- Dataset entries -
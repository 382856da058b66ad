//! Configuration management for devpad.
//!
//! Handles persistence and loading of user preferences.

use std::fs;
use std::path::PathBuf;

use anyhow::{Context, Result};
use serde::{Deserialize, Serialize};

/// Persisted user preferences.
#[derive(Debug, Clone, Default, Serialize, Deserialize)]
pub struct Config {
    /// Show projects whose record is marked inactive
    #[serde(default)]
    pub show_inactive: bool,

    /// Override for the storage directory; the platform config directory is
    /// used when unset
    #[serde(default, skip_serializing_if = "Option::is_none")]
    pub storage_dir: Option<PathBuf>,
}

impl Config {
    /// Load configuration from disk, or return default if not found
    pub fn load() -> Result<Self> {
        let path = Self::config_path()?;

        if !path.exists() {
            return Ok(Self::default());
        }

        let contents = fs::read_to_string(&path)
            .with_context(|| format!("Failed to read config file: {}", path.display()))?;

        let config: Config = serde_json::from_str(&contents)
            .with_context(|| format!("Failed to parse config file: {}", path.display()))?;

        Ok(config)
    }

    /// Save configuration to disk
    pub fn save(&self) -> Result<()> {
        let path = Self::config_path()?;

        if let Some(parent) = path.parent() {
            fs::create_dir_all(parent).with_context(|| {
                format!("Failed to create config directory: {}", parent.display())
            })?;
        }

        let contents = serde_json::to_string_pretty(self).context("Failed to serialize config")?;

        fs::write(&path, contents)
            .with_context(|| format!("Failed to write config file: {}", path.display()))?;

        Ok(())
    }

    /// Directory holding projects, categories, and sheets
    pub fn storage_dir(&self) -> Result<PathBuf> {
        if let Some(dir) = &self.storage_dir {
            return Ok(dir.clone());
        }
        Ok(dirs::config_dir()
            .context("Could not find config directory")?
            .join("devpad"))
    }

    /// Get the path to the config file
    fn config_path() -> Result<PathBuf> {
        let config_dir = dirs::config_dir().context("Could not find config directory")?;

        Ok(config_dir.join("devpad").join("config.json"))
    }
}

#[cfg(test)]
mod tests {
    use super::*;

    #[test]
    fn test_default_config() {
        let config = Config::default();
        assert!(!config.show_inactive);
        assert!(config.storage_dir.is_none());
    }

    #[test]
    fn test_explicit_storage_dir_wins() {
        let config = Config {
            storage_dir: Some(PathBuf::from("/tmp/devpad-test")),
            ..Default::default()
        };
        assert_eq!(
            config.storage_dir().unwrap(),
            PathBuf::from("/tmp/devpad-test")
        );
    }

    #[test]
    fn test_config_serialization() {
        let config = Config {
            show_inactive: true,
            storage_dir: None,
        };
        let json = serde_json::to_string(&config).unwrap();
        assert!(!json.contains("storage_dir"));

        let parsed: Config = serde_json::from_str(&json).unwrap();
        assert!(parsed.show_inactive);
    }

    #[test]
    fn test_missing_fields_take_defaults() {
        let parsed: Config = serde_json::from_str("{}").unwrap();
        assert!(!parsed.show_inactive);
        assert!(parsed.storage_dir.is_none());
    }
}
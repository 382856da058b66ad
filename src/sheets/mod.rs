//! Notes & commands sheets.
//!
//! A sheet is a named, user-editable text document in a small
//! indentation-based format: headers at one level of indentation, command
//! and note entries underneath at two. Sheets are parsed into the model
//! types here and managed as a collection by [`SheetManager`].

use chrono::Utc;
use uuid::Uuid;

pub mod manager;
pub mod parser;
pub mod search;
pub mod store;
pub mod template;

pub use manager::SheetManager;
pub use store::{FileSheetStore, MemorySheetStore, SheetSource, SheetStore};

/// Id of the built-in sheet regenerated from its template on every load.
pub const RESERVED_SHEET_ID: &str = "useful-tips";

/// Kind of a sheet entry.
#[derive(Debug, Clone, Copy, PartialEq, Eq, Default)]
pub enum NoteKind {
    /// Executable shell text (the source line started with the command marker)
    Command,
    /// Free-form text
    #[default]
    PlainNote,
}

/// A named document holding zero or more headers.
#[derive(Debug, Clone)]
pub struct Sheet {
    /// Stable identifier (the file stem in the file-backed store)
    pub id: String,
    /// Display name, taken from the first line of the text
    pub name: String,
    /// Full original text the headers were parsed from
    pub raw_text: String,
    /// Parsed headers in source order
    pub headers: Vec<Header>,
}

impl Sheet {
    /// Whether this is the built-in sheet that is regenerated on every load
    pub fn is_reserved(&self) -> bool {
        self.id == RESERVED_SHEET_ID
    }
}

/// A named grouping of notes within one sheet, ordered by source position.
#[derive(Debug, Clone)]
pub struct Header {
    /// Unique id, regenerated on every parse
    pub id: String,
    /// Trimmed text of the declaring line
    pub name: String,
    /// Notes in source order
    pub notes: Vec<Note>,
}

impl Header {
    /// Create an empty header with a fresh id
    pub fn new(name: impl Into<String>) -> Self {
        Self {
            id: Uuid::new_v4().to_string(),
            name: name.into(),
            notes: Vec::new(),
        }
    }
}

/// A single sheet entry: a command or a plain note.
#[derive(Debug, Clone)]
pub struct Note {
    /// Unique id, regenerated on every parse
    pub id: String,
    /// Short display form of the content (first words, ellipsized)
    pub title: String,
    /// Command or note text, marker and description stripped
    pub content: String,
    pub kind: NoteKind,
    /// Unix millis assigned at parse time
    pub created_at: i64,
    /// User-assigned tags; empty until the host sets them
    pub tags: Vec<String>,
    /// Owning sheet name, backfilled once the owning sheet is known
    pub sheet_name: String,
    /// Owning header name, backfilled once the owning sheet is known
    pub header_name: String,
    /// Trailing ` #...` annotation, empty when the line had none
    pub description: String,
}

impl Note {
    /// Create a note with a fresh id, stamped at the current time.
    pub fn new(
        title: impl Into<String>,
        content: impl Into<String>,
        kind: NoteKind,
        description: impl Into<String>,
    ) -> Self {
        Self {
            id: Uuid::new_v4().to_string(),
            title: title.into(),
            content: content.into(),
            kind,
            created_at: Utc::now().timestamp_millis(),
            tags: Vec::new(),
            sheet_name: String::new(),
            header_name: String::new(),
            description: description.into(),
        }
    }

    /// Whether this entry is an executable command
    pub fn is_command(&self) -> bool {
        self.kind == NoteKind::Command
    }
}
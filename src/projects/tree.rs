//! Folding flat project records into a nested display tree.

use super::ProjectRecord;

/// One node of the derived project tree.
///
/// `full_path` and `children` are orthogonal: a label that names a project
/// and is also a prefix of longer labels yields a node that is
/// simultaneously an openable leaf and an expandable folder. Both roles are
/// kept.
#[derive(Debug, Clone, PartialEq)]
pub struct ProjectTreeNode {
    /// One segment of a record's label
    pub name: String,
    /// Set only at the final segment of a record's label
    pub full_path: Option<String>,
    /// Children in first-insertion order
    pub children: Vec<ProjectTreeNode>,
    /// Last writer wins across records touching this segment
    pub active: bool,
    /// Last writer wins
    pub category: Option<String>,
    /// Last writer wins
    pub favorite: bool,
}

impl ProjectTreeNode {
    fn new(name: &str) -> Self {
        Self {
            name: name.to_string(),
            full_path: None,
            children: Vec::new(),
            active: true,
            category: None,
            favorite: false,
        }
    }

    /// Whether selecting this node opens a project
    pub fn is_openable(&self) -> bool {
        self.full_path.is_some()
    }

    /// Whether this node renders as an expandable folder
    pub fn has_children(&self) -> bool {
        !self.children.is_empty()
    }

    /// Find a direct child by segment name
    pub fn child(&self, name: &str) -> Option<&ProjectTreeNode> {
        self.children.iter().find(|c| c.name == name)
    }
}

/// Split a label into path segments. Both separator styles count; empty
/// segments from doubled or edge separators are dropped.
fn label_segments(label: &str) -> Vec<&str> {
    label
        .split(['/', '\\'])
        .filter(|segment| !segment.is_empty())
        .collect()
}

/// Fold records into root nodes.
///
/// Every segment a record passes through takes that record's metadata (last
/// write wins); only the final segment receives the record's path. Sibling
/// order is first-appearance order, never sorted. Input order is the
/// caller's invariant and is preserved, so duplicate labels resolve
/// deterministically.
pub fn build_tree(records: &[ProjectRecord]) -> Vec<ProjectTreeNode> {
    let mut roots: Vec<ProjectTreeNode> = Vec::new();

    for record in records {
        let segments = label_segments(&record.label);
        let mut level = &mut roots;

        for (idx, segment) in segments.iter().enumerate() {
            let pos = match level.iter().position(|node| node.name == *segment) {
                Some(pos) => pos,
                None => {
                    level.push(ProjectTreeNode::new(segment));
                    level.len() - 1
                }
            };

            let node = &mut level[pos];
            node.active = record.active;
            node.category = record.category.clone();
            node.favorite = record.is_favorite();
            if idx + 1 == segments.len() {
                node.full_path = Some(record.path.clone());
            }

            level = &mut node.children;
        }
    }

    roots
}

- Required action -
The reply should consist solely of the lines of the data, exact, from the opening line through the line with "categories, and sheets", inclusive.

- Output below -
repository 382856da058b66ad
//! Configuration management for devpad.
//!
//! Handles persistence and loading of user preferences.

use std::fs;
use std::path::PathBuf;

use anyhow::{Context, Result};
use serde::{Deserialize, Serialize};

/// Persisted user preferences.
#[derive(Debug, Clone, Default, Serialize, Deserialize)]
pub struct Config {
    /// Show projects whose record is marked inactive
    #[serde(default)]
    pub show_inactive: bool,

    /// Override for the storage directory; the platform config directory is
    /// used when unset
    #[serde(default, skip_serializing_if = "Option::is_none")]
    pub storage_dir: Option<PathBuf>,
}

impl Config {
    /// Load configuration from disk, or return default if not found
    pub fn load() -> Result<Self> {
        let path = Self::config_path()?;

        if !path.exists() {
            return Ok(Self::default());
        }

        let contents = fs::read_to_string(&path)
            .with_context(|| format!("Failed to read config file: {}", path.display()))?;

        let config: Config = serde_json::from_str(&contents)
            .with_context(|| format!("Failed to parse config file: {}", path.display()))?;

        Ok(config)
    }

    /// Save configuration to disk
    pub fn save(&self) -> Result<()> {
        let path = Self::config_path()?;

        if let Some(parent) = path.parent() {
            fs::create_dir_all(parent).with_context(|| {
                format!("Failed to create config directory: {}", parent.display())
            })?;
        }

        let contents = serde_json::to_string_pretty(self).context("Failed to serialize config")?;

        fs::write(&path, contents)
            .with_context(|| format!("Failed to write config file: {}", path.display()))?;

        Ok(())
    }

    /// Directory holding projects, categories, and sheets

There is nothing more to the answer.